Abstract Mycobacterium tuberculosis (Mtb) remains a world health threat, with 8.8 million cases reported in 2010, 65% of which were new and recurrent cases of tuberculosis . Cellular immunity is critical for controlling Mtb and recent studies identify CD8+ T cells as important players in controlling infection. Cytotoxic T lymphocytes (CTLs) recognize peptide antigen presented by Major Histocompatibility Complex (MHC) Class I molecules and destroy infected cells, therefore discovery of CTL epitopes is of high importance.
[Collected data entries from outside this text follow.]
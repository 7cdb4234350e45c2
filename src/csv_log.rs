//! CSV session logging
//!
//! One CSV file per probing session plus an error summary written at
//! shutdown. The row format is shared with older captures, so column
//! names and order stay fixed:
//!
//! ```text
//! type,ip,seq,sendTimeMs,responseTimeMs
//! ```

use std::collections::HashMap;
use std::fs::File;
use std::io::{BufWriter, Write};
use std::path::{Path, PathBuf};
use std::sync::{Mutex, PoisonError};

use chrono::{DateTime, Local, Utc};
use udptester_core::{DeviceRegistry, EventSink, ProbeEvent};

const HEADER: &str = "type,ip,seq,sendTimeMs,responseTimeMs";
const SUMMARY_HEADER: &str = "mac,ip,errorCount,mismatchCount,overCount";

fn clock(t: DateTime<Utc>) -> String {
    t.with_timezone(&Local).format("%H:%M:%S%.3f").to_string()
}

struct LogState {
    writer: BufWriter<File>,
    /// Send clock per outstanding sequence, for the recv rows
    sent_at: HashMap<u16, DateTime<Utc>>,
}

/// Event sink that appends session rows to a CSV file
pub struct CsvEventSink {
    state: Mutex<LogState>,
    path: PathBuf,
    summary_path: PathBuf,
    /// Target IP recorded in send rows; echoes carry their own source
    target_ip: String,
}

impl CsvEventSink {
    /// Create the session log under `dir`, named by the start time
    pub fn create(dir: &Path, target_ip: &str) -> anyhow::Result<Self> {
        std::fs::create_dir_all(dir)?;
        let stamp = Local::now().format("%Y%m%d_%H%M%S");
        let path = dir.join(format!("udptester_{stamp}.csv"));
        let summary_path = dir.join(format!("udptester_{stamp}.err.csv"));

        let mut writer = BufWriter::new(File::create(&path)?);
        writeln!(writer, "{HEADER}")?;
        tracing::info!(path = %path.display(), "Session log created");

        Ok(Self {
            state: Mutex::new(LogState {
                writer,
                sent_at: HashMap::new(),
            }),
            path,
            summary_path,
            target_ip: target_ip.to_string(),
        })
    }

    pub fn path(&self) -> &Path {
        &self.path
    }

    pub fn summary_path(&self) -> &Path {
        &self.summary_path
    }

    fn write_row(&self, kind: &str, ip: &str, seq: u16, sent: &str, responded: &str) {
        let mut state = self.state.lock().unwrap_or_else(PoisonError::into_inner);
        if let Err(e) = writeln!(state.writer, "{kind},{ip},{seq},{sent},{responded}") {
            tracing::warn!(error = %e, "Session log write failed");
        }
    }

    pub fn flush(&self) {
        let mut state = self.state.lock().unwrap_or_else(PoisonError::into_inner);
        if let Err(e) = state.writer.flush() {
            tracing::warn!(error = %e, "Session log flush failed");
        }
    }

    /// Write the per-device error summary next to the session log
    pub fn write_summary(&self, registry: &DeviceRegistry) -> anyhow::Result<()> {
        let mut writer = BufWriter::new(File::create(&self.summary_path)?);
        writeln!(writer, "{SUMMARY_HEADER}")?;
        for record in registry.snapshot() {
            writeln!(
                writer,
                "{},{},{},{},{}",
                record.identity_key,
                record.secondary_address,
                record.error_count,
                record.mismatch_count,
                record.over_count,
            )?;
        }
        writer.flush()?;
        tracing::info!(path = %self.summary_path.display(), "Error summary written");
        Ok(())
    }
}

impl EventSink for CsvEventSink {
    fn emit(&self, event: &ProbeEvent) {
        match event {
            ProbeEvent::ProbeSent {
                sequence,
                timestamp,
            } => {
                {
                    let mut state =
                        self.state.lock().unwrap_or_else(PoisonError::into_inner);
                    // Only recent sequences can still produce recv rows
                    if state.sent_at.len() > 256 {
                        state.sent_at.clear();
                    }
                    state.sent_at.insert(*sequence, *timestamp);
                }
                let sent = clock(*timestamp);
                self.write_row("send", &self.target_ip, *sequence, &sent, "");
            }
            ProbeEvent::ResponseMatched {
                address, sequence, ..
            } => {
                let sent = {
                    let state =
                        self.state.lock().unwrap_or_else(PoisonError::into_inner);
                    state.sent_at.get(sequence).copied()
                };
                let sent = sent.map(clock).unwrap_or_default();
                self.write_row("recv", address, *sequence, &sent, &clock(Utc::now()));
            }
            ProbeEvent::ResponseMismatched {
                address,
                echoed_sequence,
                ..
            } => {
                self.write_row("mismatch", address, *echoed_sequence, "", &clock(Utc::now()));
            }
            ProbeEvent::ResponseDuplicate {
                address, sequence, ..
            } => {
                self.write_row("over", address, *sequence, "", &clock(Utc::now()));
            }
            ProbeEvent::RunStopped { .. } => self.flush(),
            // Discovery, timeouts, and run start land in the summary /
            // tracing output, not the row log
            _ => {}
        }
    }
}

impl Drop for CsvEventSink {
    fn drop(&mut self) {
        self.flush();
    }
}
Using a method of soluble HLA production, we were able to generate soluble HLA-A2 from THP-1 monocyte cell lines transfected with a soluble form of HLA A*02:01. Transfected cells were seeded into a hollow fiber bioreactor and were infected with Mtb or left uninfected. Following production of 25 mgs of HLA-A2 from infected and uninfected cells, peptides were eluted from the supernatants of uninfected and infected cells. Peptides from each group were fractionated using HPLC and analyzed by mass spectrometry. We were able to identify six Mtb derived ligands presented by the MHC Class I molecule HLA-A*0201, two of which reacted well with donor PBMC from patients with both active and latent Mtb infection. Identifying new vaccine candidates is a top priority in the TB field and the reactive Mtb ligands identified here demonstrate that multiple Mtb proteins are processed for presentation by Class I HLA and a fraction of these ligands are immunologically reactive.